TASK.
Only a number is wanted here, namely how many lines of the data contain the string "format".

[Saved data entries]

━━━━

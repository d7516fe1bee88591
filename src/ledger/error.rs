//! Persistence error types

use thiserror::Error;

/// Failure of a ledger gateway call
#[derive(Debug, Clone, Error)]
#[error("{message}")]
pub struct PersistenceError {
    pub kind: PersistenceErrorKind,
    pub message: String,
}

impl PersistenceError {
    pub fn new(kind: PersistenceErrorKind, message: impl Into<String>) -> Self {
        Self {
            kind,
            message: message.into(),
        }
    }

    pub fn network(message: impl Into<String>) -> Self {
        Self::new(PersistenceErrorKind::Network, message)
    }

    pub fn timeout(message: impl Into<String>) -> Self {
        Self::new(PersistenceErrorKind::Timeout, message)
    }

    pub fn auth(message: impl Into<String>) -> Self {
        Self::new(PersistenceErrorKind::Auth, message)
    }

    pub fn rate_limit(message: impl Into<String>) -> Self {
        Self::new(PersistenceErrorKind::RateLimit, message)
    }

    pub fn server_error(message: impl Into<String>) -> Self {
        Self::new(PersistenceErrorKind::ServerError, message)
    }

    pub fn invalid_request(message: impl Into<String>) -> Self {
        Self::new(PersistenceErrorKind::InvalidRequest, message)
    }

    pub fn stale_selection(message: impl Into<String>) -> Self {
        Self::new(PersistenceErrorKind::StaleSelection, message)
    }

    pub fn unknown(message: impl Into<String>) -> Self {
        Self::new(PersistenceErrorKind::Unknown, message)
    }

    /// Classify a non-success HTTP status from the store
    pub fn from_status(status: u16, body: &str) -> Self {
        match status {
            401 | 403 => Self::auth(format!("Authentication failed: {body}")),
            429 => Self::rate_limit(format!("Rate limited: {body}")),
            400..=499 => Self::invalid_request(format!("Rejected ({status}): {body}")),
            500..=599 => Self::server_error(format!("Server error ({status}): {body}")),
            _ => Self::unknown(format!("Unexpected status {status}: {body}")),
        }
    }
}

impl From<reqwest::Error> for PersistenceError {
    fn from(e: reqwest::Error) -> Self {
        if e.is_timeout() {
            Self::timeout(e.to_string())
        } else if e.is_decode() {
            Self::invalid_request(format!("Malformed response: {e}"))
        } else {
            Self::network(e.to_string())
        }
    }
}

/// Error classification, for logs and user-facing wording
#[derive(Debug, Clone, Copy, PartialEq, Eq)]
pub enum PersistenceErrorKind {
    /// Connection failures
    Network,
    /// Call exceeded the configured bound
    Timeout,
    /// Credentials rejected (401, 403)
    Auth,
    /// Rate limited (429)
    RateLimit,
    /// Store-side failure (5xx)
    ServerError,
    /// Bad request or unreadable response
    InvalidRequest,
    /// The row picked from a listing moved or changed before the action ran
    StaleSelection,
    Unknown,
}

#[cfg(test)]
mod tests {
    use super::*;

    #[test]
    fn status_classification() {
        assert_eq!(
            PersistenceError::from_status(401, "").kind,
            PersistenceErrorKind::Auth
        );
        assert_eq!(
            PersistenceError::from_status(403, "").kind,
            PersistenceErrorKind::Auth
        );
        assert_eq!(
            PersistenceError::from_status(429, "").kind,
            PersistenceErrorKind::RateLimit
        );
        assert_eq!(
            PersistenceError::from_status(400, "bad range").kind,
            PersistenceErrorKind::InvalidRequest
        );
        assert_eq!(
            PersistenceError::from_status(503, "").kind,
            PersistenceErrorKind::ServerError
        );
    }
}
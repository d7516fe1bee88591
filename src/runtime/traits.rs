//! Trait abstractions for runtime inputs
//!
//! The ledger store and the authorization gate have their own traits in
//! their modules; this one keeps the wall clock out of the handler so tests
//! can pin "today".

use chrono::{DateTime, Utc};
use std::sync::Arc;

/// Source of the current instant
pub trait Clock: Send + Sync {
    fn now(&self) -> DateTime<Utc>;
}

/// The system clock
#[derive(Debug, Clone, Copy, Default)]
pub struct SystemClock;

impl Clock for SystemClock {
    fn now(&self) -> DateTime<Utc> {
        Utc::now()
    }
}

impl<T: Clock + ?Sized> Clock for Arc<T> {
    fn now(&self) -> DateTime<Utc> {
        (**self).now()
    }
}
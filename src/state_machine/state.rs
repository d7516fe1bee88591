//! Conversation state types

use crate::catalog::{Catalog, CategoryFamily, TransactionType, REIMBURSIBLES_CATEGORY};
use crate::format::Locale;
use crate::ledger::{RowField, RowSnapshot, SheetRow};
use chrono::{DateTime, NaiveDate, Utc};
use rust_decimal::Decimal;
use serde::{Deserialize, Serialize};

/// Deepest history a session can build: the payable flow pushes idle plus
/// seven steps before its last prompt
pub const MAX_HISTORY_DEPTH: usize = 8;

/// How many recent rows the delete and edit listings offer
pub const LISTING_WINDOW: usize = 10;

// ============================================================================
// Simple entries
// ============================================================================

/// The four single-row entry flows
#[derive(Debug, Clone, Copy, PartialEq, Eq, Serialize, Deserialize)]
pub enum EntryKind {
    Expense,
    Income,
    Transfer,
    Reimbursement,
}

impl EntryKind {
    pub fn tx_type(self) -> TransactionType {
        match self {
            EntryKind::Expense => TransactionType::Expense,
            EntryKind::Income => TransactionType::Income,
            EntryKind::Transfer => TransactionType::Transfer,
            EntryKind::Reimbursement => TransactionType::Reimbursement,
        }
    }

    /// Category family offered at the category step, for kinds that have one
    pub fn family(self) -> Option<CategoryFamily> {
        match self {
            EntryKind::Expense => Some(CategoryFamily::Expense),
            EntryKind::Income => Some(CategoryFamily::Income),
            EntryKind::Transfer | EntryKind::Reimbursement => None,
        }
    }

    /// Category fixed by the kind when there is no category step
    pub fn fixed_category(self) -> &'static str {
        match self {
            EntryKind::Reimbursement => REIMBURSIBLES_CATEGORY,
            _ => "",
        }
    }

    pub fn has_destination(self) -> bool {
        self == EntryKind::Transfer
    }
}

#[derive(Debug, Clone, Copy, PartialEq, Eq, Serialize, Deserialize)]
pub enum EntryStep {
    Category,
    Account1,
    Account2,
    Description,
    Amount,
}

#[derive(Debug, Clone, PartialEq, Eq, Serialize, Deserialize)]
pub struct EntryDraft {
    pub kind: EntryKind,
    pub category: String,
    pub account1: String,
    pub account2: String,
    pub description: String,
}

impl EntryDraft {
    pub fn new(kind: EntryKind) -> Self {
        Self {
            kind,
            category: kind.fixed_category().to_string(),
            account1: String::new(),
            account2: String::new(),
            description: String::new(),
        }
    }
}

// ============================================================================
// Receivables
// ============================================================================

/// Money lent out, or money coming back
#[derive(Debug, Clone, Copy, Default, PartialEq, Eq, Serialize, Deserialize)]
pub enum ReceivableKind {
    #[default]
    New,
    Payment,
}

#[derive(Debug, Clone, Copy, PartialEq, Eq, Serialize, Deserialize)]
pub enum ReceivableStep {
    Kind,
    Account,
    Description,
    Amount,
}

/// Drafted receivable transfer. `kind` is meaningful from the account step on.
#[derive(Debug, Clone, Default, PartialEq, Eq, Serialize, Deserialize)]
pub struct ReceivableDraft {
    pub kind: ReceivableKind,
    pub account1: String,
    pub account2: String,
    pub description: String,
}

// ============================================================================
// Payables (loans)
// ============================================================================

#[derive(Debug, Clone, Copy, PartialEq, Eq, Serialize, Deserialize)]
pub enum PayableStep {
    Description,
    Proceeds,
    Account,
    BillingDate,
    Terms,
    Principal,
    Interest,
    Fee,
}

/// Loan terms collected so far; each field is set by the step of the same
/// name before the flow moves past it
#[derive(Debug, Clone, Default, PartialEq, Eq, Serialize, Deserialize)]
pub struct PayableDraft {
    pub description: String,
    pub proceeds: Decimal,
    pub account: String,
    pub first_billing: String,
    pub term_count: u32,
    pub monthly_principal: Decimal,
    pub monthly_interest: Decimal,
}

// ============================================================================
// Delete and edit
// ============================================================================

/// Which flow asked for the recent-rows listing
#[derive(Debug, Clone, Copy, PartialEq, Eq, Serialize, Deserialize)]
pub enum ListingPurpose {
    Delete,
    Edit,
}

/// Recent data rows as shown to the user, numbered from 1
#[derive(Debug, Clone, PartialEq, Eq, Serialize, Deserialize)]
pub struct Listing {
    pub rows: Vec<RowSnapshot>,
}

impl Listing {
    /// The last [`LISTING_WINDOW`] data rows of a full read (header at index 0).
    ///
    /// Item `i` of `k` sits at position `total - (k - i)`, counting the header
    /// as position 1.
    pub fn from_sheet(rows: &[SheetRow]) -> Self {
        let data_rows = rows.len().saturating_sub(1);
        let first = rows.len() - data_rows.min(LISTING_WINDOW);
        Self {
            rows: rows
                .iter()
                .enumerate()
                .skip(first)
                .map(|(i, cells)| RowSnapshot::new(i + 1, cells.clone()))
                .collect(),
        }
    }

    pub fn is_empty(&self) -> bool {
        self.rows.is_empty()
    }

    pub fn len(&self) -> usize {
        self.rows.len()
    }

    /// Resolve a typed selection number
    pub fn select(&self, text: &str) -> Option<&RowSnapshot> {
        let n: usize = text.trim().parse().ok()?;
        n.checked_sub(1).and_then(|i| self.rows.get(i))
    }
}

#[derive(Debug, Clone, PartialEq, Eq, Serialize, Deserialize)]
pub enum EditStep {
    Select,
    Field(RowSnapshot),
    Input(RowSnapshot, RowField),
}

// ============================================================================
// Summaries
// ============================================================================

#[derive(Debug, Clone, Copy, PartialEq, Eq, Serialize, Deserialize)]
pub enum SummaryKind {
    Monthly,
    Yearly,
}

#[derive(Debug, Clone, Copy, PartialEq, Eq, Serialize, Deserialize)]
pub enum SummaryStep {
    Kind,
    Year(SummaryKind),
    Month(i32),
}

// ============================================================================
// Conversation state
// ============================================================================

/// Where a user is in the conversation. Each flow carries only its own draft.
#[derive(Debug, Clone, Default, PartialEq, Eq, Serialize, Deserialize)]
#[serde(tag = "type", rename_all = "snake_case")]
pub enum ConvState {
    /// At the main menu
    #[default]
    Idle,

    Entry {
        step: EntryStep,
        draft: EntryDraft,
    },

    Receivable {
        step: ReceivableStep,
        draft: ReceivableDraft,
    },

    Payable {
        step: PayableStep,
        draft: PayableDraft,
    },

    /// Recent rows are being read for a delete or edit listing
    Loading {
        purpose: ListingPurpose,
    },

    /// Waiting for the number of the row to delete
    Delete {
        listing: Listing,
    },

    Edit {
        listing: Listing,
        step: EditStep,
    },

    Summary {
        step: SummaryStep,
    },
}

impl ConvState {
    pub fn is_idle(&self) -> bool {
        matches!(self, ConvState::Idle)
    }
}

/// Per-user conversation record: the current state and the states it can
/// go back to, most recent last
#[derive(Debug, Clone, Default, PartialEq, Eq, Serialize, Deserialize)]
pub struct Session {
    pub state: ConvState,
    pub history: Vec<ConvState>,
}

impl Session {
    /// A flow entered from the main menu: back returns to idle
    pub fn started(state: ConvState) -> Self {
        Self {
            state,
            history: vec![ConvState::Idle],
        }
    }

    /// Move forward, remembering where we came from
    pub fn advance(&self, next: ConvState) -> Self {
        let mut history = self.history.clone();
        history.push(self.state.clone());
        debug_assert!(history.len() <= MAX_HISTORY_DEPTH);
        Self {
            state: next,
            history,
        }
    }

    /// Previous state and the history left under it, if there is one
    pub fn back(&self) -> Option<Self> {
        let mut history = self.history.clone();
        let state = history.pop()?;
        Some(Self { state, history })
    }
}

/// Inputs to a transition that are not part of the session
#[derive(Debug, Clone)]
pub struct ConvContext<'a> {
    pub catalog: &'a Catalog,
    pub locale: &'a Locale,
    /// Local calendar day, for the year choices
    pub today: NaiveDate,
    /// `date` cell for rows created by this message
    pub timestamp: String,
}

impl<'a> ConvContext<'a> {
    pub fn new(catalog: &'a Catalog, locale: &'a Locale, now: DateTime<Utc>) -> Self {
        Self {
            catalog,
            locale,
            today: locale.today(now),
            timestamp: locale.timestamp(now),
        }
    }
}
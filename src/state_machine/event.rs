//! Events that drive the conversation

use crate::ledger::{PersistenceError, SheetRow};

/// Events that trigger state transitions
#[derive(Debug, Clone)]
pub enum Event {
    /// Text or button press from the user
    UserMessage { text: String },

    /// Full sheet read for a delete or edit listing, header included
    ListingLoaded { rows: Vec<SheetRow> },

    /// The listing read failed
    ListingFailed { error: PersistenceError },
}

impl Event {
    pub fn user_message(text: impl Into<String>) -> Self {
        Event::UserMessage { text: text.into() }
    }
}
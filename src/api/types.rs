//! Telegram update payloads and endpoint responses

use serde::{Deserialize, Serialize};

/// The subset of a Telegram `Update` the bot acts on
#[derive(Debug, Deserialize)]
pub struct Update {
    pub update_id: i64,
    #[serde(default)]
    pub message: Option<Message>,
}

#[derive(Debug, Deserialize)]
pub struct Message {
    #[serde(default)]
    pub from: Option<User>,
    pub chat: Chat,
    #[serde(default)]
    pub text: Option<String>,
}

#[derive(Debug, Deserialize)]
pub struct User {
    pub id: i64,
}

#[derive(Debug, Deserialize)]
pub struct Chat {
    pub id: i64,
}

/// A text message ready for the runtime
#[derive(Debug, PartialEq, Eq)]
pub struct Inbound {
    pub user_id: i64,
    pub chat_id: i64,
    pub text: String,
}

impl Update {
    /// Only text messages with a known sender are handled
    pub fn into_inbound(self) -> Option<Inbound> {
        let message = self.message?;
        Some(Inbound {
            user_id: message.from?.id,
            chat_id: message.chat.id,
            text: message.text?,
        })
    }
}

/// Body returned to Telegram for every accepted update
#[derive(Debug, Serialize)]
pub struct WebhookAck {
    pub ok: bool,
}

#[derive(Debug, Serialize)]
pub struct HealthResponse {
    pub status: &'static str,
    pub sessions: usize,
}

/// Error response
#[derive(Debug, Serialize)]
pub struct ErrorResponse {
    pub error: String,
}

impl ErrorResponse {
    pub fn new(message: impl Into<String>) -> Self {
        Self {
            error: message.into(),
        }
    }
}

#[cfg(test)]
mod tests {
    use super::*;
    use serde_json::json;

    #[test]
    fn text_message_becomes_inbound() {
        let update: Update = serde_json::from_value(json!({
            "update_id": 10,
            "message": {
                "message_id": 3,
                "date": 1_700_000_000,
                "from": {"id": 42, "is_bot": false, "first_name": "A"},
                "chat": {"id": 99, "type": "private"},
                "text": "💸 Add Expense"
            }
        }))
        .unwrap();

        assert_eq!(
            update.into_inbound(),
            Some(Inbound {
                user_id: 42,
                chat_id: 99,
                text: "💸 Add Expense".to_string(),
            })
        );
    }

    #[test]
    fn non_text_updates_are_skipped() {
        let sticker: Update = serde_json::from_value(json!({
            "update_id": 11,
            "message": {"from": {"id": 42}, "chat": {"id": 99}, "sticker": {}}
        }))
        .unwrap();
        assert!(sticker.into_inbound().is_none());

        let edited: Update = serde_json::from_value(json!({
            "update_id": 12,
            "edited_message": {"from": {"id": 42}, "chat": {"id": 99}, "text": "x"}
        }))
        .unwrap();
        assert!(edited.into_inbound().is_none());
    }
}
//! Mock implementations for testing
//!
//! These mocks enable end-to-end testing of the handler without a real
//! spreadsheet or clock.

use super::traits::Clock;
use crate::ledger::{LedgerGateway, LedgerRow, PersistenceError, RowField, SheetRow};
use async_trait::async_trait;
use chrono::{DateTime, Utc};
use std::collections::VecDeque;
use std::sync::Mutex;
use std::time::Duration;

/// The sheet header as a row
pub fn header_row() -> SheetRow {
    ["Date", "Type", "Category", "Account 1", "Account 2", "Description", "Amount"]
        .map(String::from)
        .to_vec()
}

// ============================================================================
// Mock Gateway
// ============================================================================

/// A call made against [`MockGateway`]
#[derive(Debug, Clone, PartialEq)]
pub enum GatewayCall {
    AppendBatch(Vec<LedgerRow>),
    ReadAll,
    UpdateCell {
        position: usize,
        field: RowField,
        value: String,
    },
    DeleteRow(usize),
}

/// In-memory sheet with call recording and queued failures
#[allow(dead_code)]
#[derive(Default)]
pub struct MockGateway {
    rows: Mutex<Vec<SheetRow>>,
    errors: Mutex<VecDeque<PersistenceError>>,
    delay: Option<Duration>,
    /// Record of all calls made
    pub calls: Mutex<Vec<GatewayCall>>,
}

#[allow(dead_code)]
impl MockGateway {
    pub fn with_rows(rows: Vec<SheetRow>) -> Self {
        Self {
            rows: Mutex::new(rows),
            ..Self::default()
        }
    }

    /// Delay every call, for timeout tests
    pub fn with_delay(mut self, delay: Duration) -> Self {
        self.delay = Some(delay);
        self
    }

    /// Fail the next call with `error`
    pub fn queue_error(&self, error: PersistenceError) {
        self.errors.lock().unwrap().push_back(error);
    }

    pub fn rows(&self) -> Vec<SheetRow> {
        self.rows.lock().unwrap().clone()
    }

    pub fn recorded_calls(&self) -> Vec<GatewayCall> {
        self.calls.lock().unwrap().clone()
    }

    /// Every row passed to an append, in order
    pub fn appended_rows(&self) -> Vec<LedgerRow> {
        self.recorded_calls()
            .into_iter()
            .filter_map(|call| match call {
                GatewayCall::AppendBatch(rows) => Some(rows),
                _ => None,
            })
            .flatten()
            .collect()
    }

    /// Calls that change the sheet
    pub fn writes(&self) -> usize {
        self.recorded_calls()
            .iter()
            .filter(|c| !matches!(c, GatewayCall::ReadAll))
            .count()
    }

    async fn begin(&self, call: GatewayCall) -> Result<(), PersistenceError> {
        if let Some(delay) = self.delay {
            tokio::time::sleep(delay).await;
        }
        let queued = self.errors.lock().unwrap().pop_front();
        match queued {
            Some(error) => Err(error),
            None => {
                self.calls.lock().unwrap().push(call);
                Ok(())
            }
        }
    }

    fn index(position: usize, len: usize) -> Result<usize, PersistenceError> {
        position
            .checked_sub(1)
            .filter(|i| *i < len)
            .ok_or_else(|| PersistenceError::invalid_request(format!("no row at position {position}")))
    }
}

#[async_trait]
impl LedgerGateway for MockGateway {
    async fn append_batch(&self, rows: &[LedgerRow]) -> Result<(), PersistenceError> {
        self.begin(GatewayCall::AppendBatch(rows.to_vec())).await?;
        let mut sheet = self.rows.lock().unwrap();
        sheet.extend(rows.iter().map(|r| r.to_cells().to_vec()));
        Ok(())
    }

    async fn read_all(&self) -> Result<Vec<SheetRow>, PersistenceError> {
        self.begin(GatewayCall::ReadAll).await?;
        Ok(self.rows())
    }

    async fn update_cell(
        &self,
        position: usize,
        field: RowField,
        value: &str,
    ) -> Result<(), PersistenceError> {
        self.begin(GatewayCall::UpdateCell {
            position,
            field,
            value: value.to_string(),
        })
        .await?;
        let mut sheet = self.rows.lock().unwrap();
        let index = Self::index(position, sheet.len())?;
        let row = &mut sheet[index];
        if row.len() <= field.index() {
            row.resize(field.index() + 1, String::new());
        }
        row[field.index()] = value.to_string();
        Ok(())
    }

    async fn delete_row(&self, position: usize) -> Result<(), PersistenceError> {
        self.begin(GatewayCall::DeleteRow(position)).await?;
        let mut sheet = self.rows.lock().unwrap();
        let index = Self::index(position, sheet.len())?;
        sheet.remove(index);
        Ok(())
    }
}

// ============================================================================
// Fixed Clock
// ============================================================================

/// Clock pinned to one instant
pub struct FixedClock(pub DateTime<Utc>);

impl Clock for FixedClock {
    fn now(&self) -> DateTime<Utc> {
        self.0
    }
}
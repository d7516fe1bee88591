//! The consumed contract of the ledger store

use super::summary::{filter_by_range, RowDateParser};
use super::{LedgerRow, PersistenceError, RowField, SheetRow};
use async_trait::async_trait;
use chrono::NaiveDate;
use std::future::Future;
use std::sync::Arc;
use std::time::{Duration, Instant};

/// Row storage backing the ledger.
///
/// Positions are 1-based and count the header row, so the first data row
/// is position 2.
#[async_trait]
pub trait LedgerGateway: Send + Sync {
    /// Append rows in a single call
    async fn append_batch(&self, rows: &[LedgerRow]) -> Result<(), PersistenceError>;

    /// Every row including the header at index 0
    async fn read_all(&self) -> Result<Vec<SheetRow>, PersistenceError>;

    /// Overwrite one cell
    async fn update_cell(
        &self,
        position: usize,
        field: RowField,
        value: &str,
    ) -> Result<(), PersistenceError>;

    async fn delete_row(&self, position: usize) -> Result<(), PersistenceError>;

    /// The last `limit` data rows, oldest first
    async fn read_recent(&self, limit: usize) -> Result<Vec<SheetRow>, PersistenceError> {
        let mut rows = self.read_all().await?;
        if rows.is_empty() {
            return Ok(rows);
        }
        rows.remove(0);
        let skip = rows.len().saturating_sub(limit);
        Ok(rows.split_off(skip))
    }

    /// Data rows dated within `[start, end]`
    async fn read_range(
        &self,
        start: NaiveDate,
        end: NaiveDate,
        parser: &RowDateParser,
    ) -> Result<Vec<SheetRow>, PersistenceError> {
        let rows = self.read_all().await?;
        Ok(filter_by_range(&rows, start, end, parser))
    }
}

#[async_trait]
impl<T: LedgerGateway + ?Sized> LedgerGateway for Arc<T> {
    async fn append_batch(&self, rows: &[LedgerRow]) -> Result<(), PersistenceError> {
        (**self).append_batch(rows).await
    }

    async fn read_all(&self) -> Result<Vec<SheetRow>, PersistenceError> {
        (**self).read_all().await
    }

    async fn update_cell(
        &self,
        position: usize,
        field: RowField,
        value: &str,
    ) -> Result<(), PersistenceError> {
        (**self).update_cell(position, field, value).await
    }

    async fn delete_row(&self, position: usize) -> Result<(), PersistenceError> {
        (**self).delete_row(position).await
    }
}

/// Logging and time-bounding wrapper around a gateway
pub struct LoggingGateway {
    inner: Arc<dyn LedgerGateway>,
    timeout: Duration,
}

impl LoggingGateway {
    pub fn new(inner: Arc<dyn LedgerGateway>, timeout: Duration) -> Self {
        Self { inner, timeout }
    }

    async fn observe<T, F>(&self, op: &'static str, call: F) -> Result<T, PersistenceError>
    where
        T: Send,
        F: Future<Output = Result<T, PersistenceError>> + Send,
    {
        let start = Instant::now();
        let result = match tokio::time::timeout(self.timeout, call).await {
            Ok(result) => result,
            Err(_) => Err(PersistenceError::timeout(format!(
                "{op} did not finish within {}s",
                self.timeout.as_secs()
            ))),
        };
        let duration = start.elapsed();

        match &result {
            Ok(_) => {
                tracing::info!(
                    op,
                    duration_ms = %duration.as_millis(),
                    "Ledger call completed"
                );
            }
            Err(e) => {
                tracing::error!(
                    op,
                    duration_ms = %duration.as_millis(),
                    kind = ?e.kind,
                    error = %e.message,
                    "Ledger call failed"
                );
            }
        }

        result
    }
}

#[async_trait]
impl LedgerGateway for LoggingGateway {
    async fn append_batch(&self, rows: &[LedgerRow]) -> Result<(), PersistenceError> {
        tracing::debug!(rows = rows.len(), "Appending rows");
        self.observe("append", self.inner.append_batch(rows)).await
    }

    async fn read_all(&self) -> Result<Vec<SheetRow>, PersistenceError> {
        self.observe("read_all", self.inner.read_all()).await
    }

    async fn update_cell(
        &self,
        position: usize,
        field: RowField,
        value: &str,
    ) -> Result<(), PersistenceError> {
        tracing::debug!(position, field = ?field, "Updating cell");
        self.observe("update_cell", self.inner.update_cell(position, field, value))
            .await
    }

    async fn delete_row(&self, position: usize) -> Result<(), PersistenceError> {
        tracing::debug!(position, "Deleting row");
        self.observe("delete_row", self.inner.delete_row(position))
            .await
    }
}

━━━━

EXERCISE RESPONSE.
9